You can also use guided imagery on your own in your prayer time. Here are three of my favorite, simple ways to use images:
- Imagine yourself the director of a stage production sitting off to the side of an empty stage. Imagine thoughts to be like actors jumping on the stage. Your goal is to keep the stage empty and clear. When a thought-actor jumps onstage, gently ask it to exit the stage. Imagine all the thought-actors quietly sitting off-stage, in silence, while the stage is empty. (This is a way to enter into meditation visually—emptying the stage.) This guided imagery practice is from David Rock’s book Your Brain at Work.
- Imagine Divine Light moving from the top of your head throughout your body, illuminating every cell, every organ, every system in your body. When you can see yourself filled with light, stay in that awareness for a period of time. End with a prayer of gratitude for the healing of the Light.
- When you find yourself in a situation of inner conflict, ask God to give you an image representing that conflict. When you have a clear image that feels right to you, imagine it sitting to the right of you. Then ask God to give you an image that represents God’s presence and energy. When you have a clear image that feels right to you, imagine that image sitting to the left of you. Now ask the presence of God (image to your left) to interact with the image of your inner conflict. Be in silence as you allow this coming-together of the images. Notice what happens to each image as they interact.

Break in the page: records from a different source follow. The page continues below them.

// ==========================================
// 商品目录数据导入引擎 - SKU 模式蓝图
// ==========================================
// 职责: PRODUCT_SKU 实体的字段集定义
// 元对象: ProductType (必须, 且必须是多SKU类型)
// ==========================================

use crate::domain::{
    CatalogEntity, EntityKind, ImportOperation, MetaObject, ProductSku, ProductType,
    ReferenceKind, SkuDimension, StoreContext, ValueKind,
};
use crate::schema::accessor::{
    expect_sku, expect_sku_mut, format_date, is_null_value, parse_boolean, parse_date,
    validate_guid_format, BindError, ImportField,
};
use crate::schema::entity_schema::SchemaBlueprint;
use crate::schema::error::{SchemaError, SchemaResult};
use crate::schema::fields::{
    attribute_fields, list_price_fields, reference_exists, sale_price_fields,
};
use crate::schema::product::dimension_field;

const OPERATIONS: &[ImportOperation] = &[
    ImportOperation::Insert,
    ImportOperation::Update,
    ImportOperation::InsertOrUpdate,
    ImportOperation::Delete,
];

/// SKU 模式蓝图
pub struct SkuBlueprint;

fn multi_sku_type(meta: Option<&MetaObject>) -> SchemaResult<&ProductType> {
    let pt = match meta {
        Some(MetaObject::ProductType(pt)) => pt,
        Some(other) => {
            return Err(SchemaError::WrongMetaObject {
                expected: "ProductType".to_string(),
                actual: other.kind_name().to_string(),
            })
        }
        None => {
            return Err(SchemaError::MissingMetaObject(
                EntityKind::ProductSku.to_db_str().to_string(),
            ))
        }
    };
    if !pt.multi_sku {
        return Err(SchemaError::NotMultiSku(pt.name.clone()));
    }
    Ok(pt)
}

impl SchemaBlueprint for SkuBlueprint {
    fn kind(&self) -> EntityKind {
        EntityKind::ProductSku
    }

    fn supported_operations(&self) -> &'static [ImportOperation] {
        OPERATIONS
    }

    fn guid_field_name(&self) -> Option<&'static str> {
        Some("skuCode")
    }

    fn build_fields(
        &self,
        meta: Option<&MetaObject>,
        ctx: &StoreContext,
    ) -> SchemaResult<Vec<ImportField>> {
        let pt = multi_sku_type(meta)?;
        let mut fields = Vec::new();

        // 业务标识
        fields.push(ImportField::new(
            "skuCode",
            ValueKind::Text,
            true,
            true,
            |e| Ok(expect_sku(e)?.code.clone()),
            |e, raw, _ctx| {
                validate_guid_format("skuCode", raw)?;
                expect_sku_mut(e)?.code = raw.trim().to_string();
                Ok(())
            },
        ));

        // 归属商品: 目录作用域引用, 创建时必填
        fields.push(
            ImportField::new(
                "productCode",
                ValueKind::Text,
                true,
                false,
                |e| Ok(expect_sku(e)?.product_code.clone()),
                |e, raw, ctx| {
                    reference_exists(ctx, ReferenceKind::Product, "productCode", raw, true)?;
                    expect_sku_mut(e)?.product_code = raw.trim().to_string();
                    Ok(())
                },
            )
            .with_check(|_e, raw, ctx| {
                reference_exists(ctx, ReferenceKind::Product, "productCode", raw, true)
            })
            .catalog_scoped(),
        );

        // 商品类型声明的SKU选项, 每个选项一个枚举字段
        for option in &pt.sku_options {
            let name = option.key.clone();
            let read_key = option.key.clone();
            let write_key = option.key.clone();
            let write_name = option.key.clone();
            let allowed = option.values.clone();
            fields.push(ImportField::new(
                name,
                ValueKind::Enumeration,
                true,
                false,
                move |e| {
                    Ok(expect_sku(e)?
                        .option_values
                        .get(&read_key)
                        .cloned()
                        .unwrap_or_default())
                },
                move |e, raw, _ctx| {
                    let trimmed = raw.trim();
                    if !allowed.iter().any(|v| v == trimmed) {
                        return Err(BindError::bad_value(
                            &write_name,
                            raw,
                            ValueKind::Enumeration,
                        ));
                    }
                    expect_sku_mut(e)?
                        .option_values
                        .insert(write_key.clone(), trimmed.to_string());
                    Ok(())
                },
            ));
        }

        fields.push(ImportField::new(
            "enableDate",
            ValueKind::Date,
            false,
            false,
            |e| Ok(format_date(&expect_sku(e)?.enable_date)),
            |e, raw, _ctx| {
                expect_sku_mut(e)?.enable_date = parse_date("enableDate", raw)?;
                Ok(())
            },
        ));

        fields.push(
            ImportField::new(
                "disableDate",
                ValueKind::Date,
                false,
                false,
                |e| {
                    Ok(expect_sku(e)?
                        .disable_date
                        .as_ref()
                        .map(format_date)
                        .unwrap_or_default())
                },
                |e, raw, _ctx| {
                    let sku = expect_sku_mut(e)?;
                    if is_null_value(raw) {
                        sku.disable_date = None;
                    } else {
                        sku.disable_date = Some(parse_date("disableDate", raw)?);
                    }
                    Ok(())
                },
            )
            .clearing_on_null(),
        );

        fields.push(ImportField::new(
            "shippable",
            ValueKind::Boolean,
            false,
            false,
            |e| Ok(expect_sku(e)?.shippable.to_string()),
            |e, raw, _ctx| {
                expect_sku_mut(e)?.shippable = parse_boolean("shippable", raw)?;
                Ok(())
            },
        ));

        fields.push(dimension_field("weight", SkuDimension::Weight, expect_sku, expect_sku_mut));
        fields.push(dimension_field("width", SkuDimension::Width, expect_sku, expect_sku_mut));
        fields.push(dimension_field("length", SkuDimension::Length, expect_sku, expect_sku_mut));
        fields.push(dimension_field("height", SkuDimension::Height, expect_sku, expect_sku_mut));

        fields.push(ImportField::new(
            "image",
            ValueKind::Text,
            false,
            false,
            |e| Ok(expect_sku(e)?.image.clone().unwrap_or_default()),
            |e, raw, _ctx| {
                expect_sku_mut(e)?.image = Some(raw.trim().to_string());
                Ok(())
            },
        ));

        fields.extend(list_price_fields(
            ctx,
            |e| Ok(&expect_sku(e)?.list_price),
            |e| Ok(&mut expect_sku_mut(e)?.list_price),
        ));
        fields.extend(sale_price_fields(
            ctx,
            |e| Ok(&expect_sku(e)?.list_price),
            |e| Ok(&expect_sku(e)?.sale_price),
            |e| Ok(&mut expect_sku_mut(e)?.sale_price),
        ));

        fields.extend(attribute_fields(
            &pt.sku_attributes,
            ctx,
            |e| Ok(&expect_sku(e)?.attributes),
            |e| Ok(&mut expect_sku_mut(e)?.attributes),
        ));

        Ok(fields)
    }

    fn new_entity(
        &self,
        meta: Option<&MetaObject>,
        scope_guid: &str,
    ) -> SchemaResult<CatalogEntity> {
        multi_sku_type(meta)?;
        Ok(CatalogEntity::ProductSku(ProductSku::new(scope_guid)))
    }
}

// ==========================================
// 单元测试
// ==========================================

#[cfg(test)]
mod tests {
    use super::*;
    use crate::domain::{codes, SkuOptionDescriptor};
    use crate::schema::accessor::BindContext;
    use crate::schema::entity_schema::EntitySchema;
    use crate::schema::registry::tests_support::StubResolver;
    use std::sync::Arc;

    fn ctx() -> StoreContext {
        StoreContext::new(
            vec!["en".to_string()],
            "en",
            vec!["USD".to_string()],
            "USD",
        )
    }

    fn meta() -> MetaObject {
        let mut pt = ProductType::new("Shirts", true);
        pt.sku_options.push(SkuOptionDescriptor::new(
            "color",
            vec!["RED".to_string(), "BLUE".to_string()],
        ));
        pt.sku_options.push(SkuOptionDescriptor::new(
            "size",
            vec!["S".to_string(), "M".to_string(), "L".to_string()],
        ));
        MetaObject::ProductType(pt)
    }

    #[test]
    fn test_single_sku_type_is_config_error() {
        let single = MetaObject::ProductType(ProductType::new("Shoes", false));
        assert!(matches!(
            EntitySchema::init(Arc::new(SkuBlueprint), Some(single), ctx()),
            Err(SchemaError::NotMultiSku(_))
        ));
    }

    #[test]
    fn test_option_fields_are_required_enums() {
        let schema = EntitySchema::init(Arc::new(SkuBlueprint), Some(meta()), ctx()).unwrap();
        let names: Vec<&str> = schema.fields().iter().map(|f| f.name()).collect();
        assert_eq!(&names[..4], &["skuCode", "productCode", "color", "size"]);
        assert!(schema.field("color").unwrap().is_required());
        assert_eq!(
            schema.field("color").unwrap().value_kind(),
            ValueKind::Enumeration
        );

        let mut entity = schema.new_entity("CAT-MAIN").unwrap();
        let resolver = StubResolver::with_everything();
        let bctx = BindContext::new(&resolver, "CAT-MAIN", ImportOperation::Insert);

        schema
            .field("color")
            .unwrap()
            .write(&mut entity, "RED", &bctx)
            .unwrap();
        assert_eq!(
            entity.as_sku().unwrap().option_values.get("color"),
            Some(&"RED".to_string())
        );

        match schema
            .field("color")
            .unwrap()
            .write(&mut entity, "GREEN", &bctx)
        {
            Err(BindError::Fault(fault)) => assert_eq!(fault.code, codes::BAD_VALUE),
            other => panic!("期望 BAD_VALUE 故障, 实际 {:?}", other),
        }
    }

    #[test]
    fn test_product_reference_must_resolve() {
        let schema = EntitySchema::init(Arc::new(SkuBlueprint), Some(meta()), ctx()).unwrap();
        let mut entity = schema.new_entity("CAT-MAIN").unwrap();
        let resolver = StubResolver::with_nothing();
        let bctx = BindContext::new(&resolver, "CAT-MAIN", ImportOperation::Insert);

        match schema
            .field("productCode")
            .unwrap()
            .write(&mut entity, "P-404", &bctx)
        {
            Err(BindError::Fault(fault)) => {
                assert_eq!(fault.code, codes::UNRESOLVED_REFERENCE)
            }
            other => panic!("期望 UNRESOLVED_REFERENCE 故障, 实际 {:?}", other),
        }
    }
}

Some people find working with images exhilarating. Others are skeptical. One of the biggest blocks to working with images is when a person discounts their imagination as a vehicle for God’s guidance and grace. They may say “it’s all in my head—that’s not God.” While I understand the argument, I encourage skeptics to consider how their imagination, desires and hopes influence their lives. And to consider that these gifts are from God and are used by God. Joan of Arc was burned at the stake partly because she was open about experiencing God in her imagination. Her detractors feared that kind of experience, but Joan assumed God was active in all of life, including her imagination.